In the last few years, this new cereal has discreetly entered in Indian breakfast. With a strong lobby of nutritionist and medical experts backing this as a healthy alternative, we have to see how it makes its permanent seat in our grocery list. For sure, it has a host of good daily nutrients like complex carbohydrate, soluble fibre, phytochemicals and protein.

Oats has its origin from Northwest Europe. It is a staple diet of Scottish people. Unlike other cereals, it has better tolerance for cold wet climate for cultivation.
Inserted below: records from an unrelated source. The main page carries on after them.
//! Check command implementation.

use anyhow::Result;
use lintwork::{AnalysisError, Config, ConsoleOutput, TerminalState};
use std::io::IsTerminal;
use std::path::Path;
use std::process::ExitCode;

use super::{EXIT_ERROR, EXIT_VIOLATIONS};
use crate::config_resolver::ConfigSource;
use crate::OutputFormat;

/// Command-line settings that take precedence over the configuration file.
#[derive(Debug, Clone, Default)]
pub struct Overrides {
    pub ignore_failures: bool,
    pub no_incremental: bool,
    pub rule_sets: Option<Vec<String>>,
    pub exclude: Vec<String>,
}

impl Overrides {
    /// Applies the overrides to a loaded configuration.
    pub fn apply(&self, config: &mut Config) {
        if self.ignore_failures {
            config.analysis.ignore_failures = true;
        }
        if self.no_incremental {
            config.analysis.incremental = false;
        }
        if let Some(sets) = &self.rule_sets {
            config.analysis.rule_sets = sets
                .iter()
                .map(|s| s.trim().to_string())
                .filter(|s| !s.is_empty())
                .collect();
        }
        config.analysis.exclude.extend(self.exclude.iter().cloned());
    }
}

/// Runs the check command.
pub fn run(
    path: &Path,
    format: OutputFormat,
    overrides: &Overrides,
    source: &ConfigSource,
) -> Result<ExitCode> {
    let mut config = source.load()?;
    overrides.apply(&mut config);

    let console = ConsoleOutput {
        enabled: format == OutputFormat::Text,
        colored: std::io::stdout().is_terminal(),
    };

    let outcome = match lintwork::run_check(path, &config, console) {
        Ok(outcome) => outcome,
        Err(e) => {
            eprintln!("{:?}", miette::Report::new(e));
            return Ok(ExitCode::from(EXIT_ERROR));
        }
    };

    if format != OutputFormat::Text {
        super::output::print(&outcome, format)?;
    }

    let stats = outcome.cache;
    if config.analysis.incremental {
        tracing::info!(
            "Cache: {} hit(s), {} miss(es) ({:.0}% hit rate), {} batch(es) run",
            stats.hits,
            stats.misses,
            stats.hit_rate(),
            outcome.batches
        );
    }

    match outcome.terminal {
        TerminalState::Success => Ok(ExitCode::SUCCESS),
        TerminalState::Failure => {
            let count = outcome.report.violations.len();
            eprintln!(
                "{:?}",
                miette::Report::new(AnalysisError::ViolationsFound { count })
            );
            Ok(ExitCode::from(EXIT_VIOLATIONS))
        }
    }
}
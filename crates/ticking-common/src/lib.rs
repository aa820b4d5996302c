#![doc = "Common types shared across the ticking workspace."]

pub mod config;
pub mod error;
pub mod metrics;
pub mod state;
pub mod time;

pub use config::*;
pub use error::*;
pub use metrics::*;
pub use state::*;
pub use time::*;
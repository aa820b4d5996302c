//! Scenario tests for ticking against the real system clock.
//!
//! These tests sleep for real and assert on wall-clock windows, so they
//! take a few seconds and assume a lightly loaded machine.

mod scenarios;
//! Real-clock scenarios:
//! - Tick alignment and dropped ticks
//! - Stopwatch measurement and scoped finish
//! - Profiling dumps and configuration-driven clocks

mod clock_test;
mod common;
mod profiling_test;
mod stopwatch_test;
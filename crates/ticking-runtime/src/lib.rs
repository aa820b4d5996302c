//! Tick clock, stopwatch, and profiling scopes.
//!
//! - **Clock** ([`clock`]): fixed-interval ticks aligned to an epoch
//! - **Stopwatch** ([`stopwatch`]): elapsed-time measurement with scoped finish
//! - **Profiling** ([`profiling`]): enable/disable/dump around a block
//!
//! # Example
//!
//! ```no_run
//! use std::time::Duration;
//! use ticking_runtime::{Stopwatch, TickClock};
//!
//! let clock = TickClock::new(Duration::from_millis(250)).unwrap();
//! let mut stopwatch = Stopwatch::new(Some("frames"));
//!
//! stopwatch.measure(|_| {
//!     for tick in clock.ticks().take(4) {
//!         let (n, elapsed) = tick.unwrap();
//!         println!("tick {n} at {elapsed:?}");
//!     }
//! });
//! println!("{stopwatch}");
//! ```

pub mod clock;
pub mod profiling;
pub mod stopwatch;

pub use clock::{CancelToken, TickClock, TickSchedule, Ticks};
pub use profiling::{profiled, ProfileReport, ProfilingSession, SectionProfiler};
pub use stopwatch::{Stopwatch, StopwatchScope};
Is oats a must for a healthy heart?

Indians are traditionally eating variety of cereals in the form of roti, upma, idli, pongal, payasam, dosa, paratha, ragi-mudde etc. Wheat, jawar, bajra, ragi, soya, sorghum, barley, rice, maize, rye, other millets were important part of our diet based on season. And we have always looked at breakfast or tiffin meals as yummy & spicy.

So, why this new twist of a healthy oats! Were we missing something, which now west has discovered and enlightened us?

Oats is marketed initially by powerful international brands like Kellogg’s and now it has effectively copied by Indian brands like Saffola, Horlicks and Britannia.

Today, modern Indians are in some way losing its heritage of rich, diverse, wholesome dietary pattern. We can blame this to developing economy, nuclear family and time constraints. Oats surely wins here, as it is almost ready to eat.

Genetically, we have better tolerance for Indian grown cereals and millets. Oats can be added as an additional cereal in our daily diet. It can also be effectively mixed with Indian cereals to prepare our traditional breakfast.

So enjoy this journey of globalization in food behaviour. Just keep your roots intact, while flirting with international variety.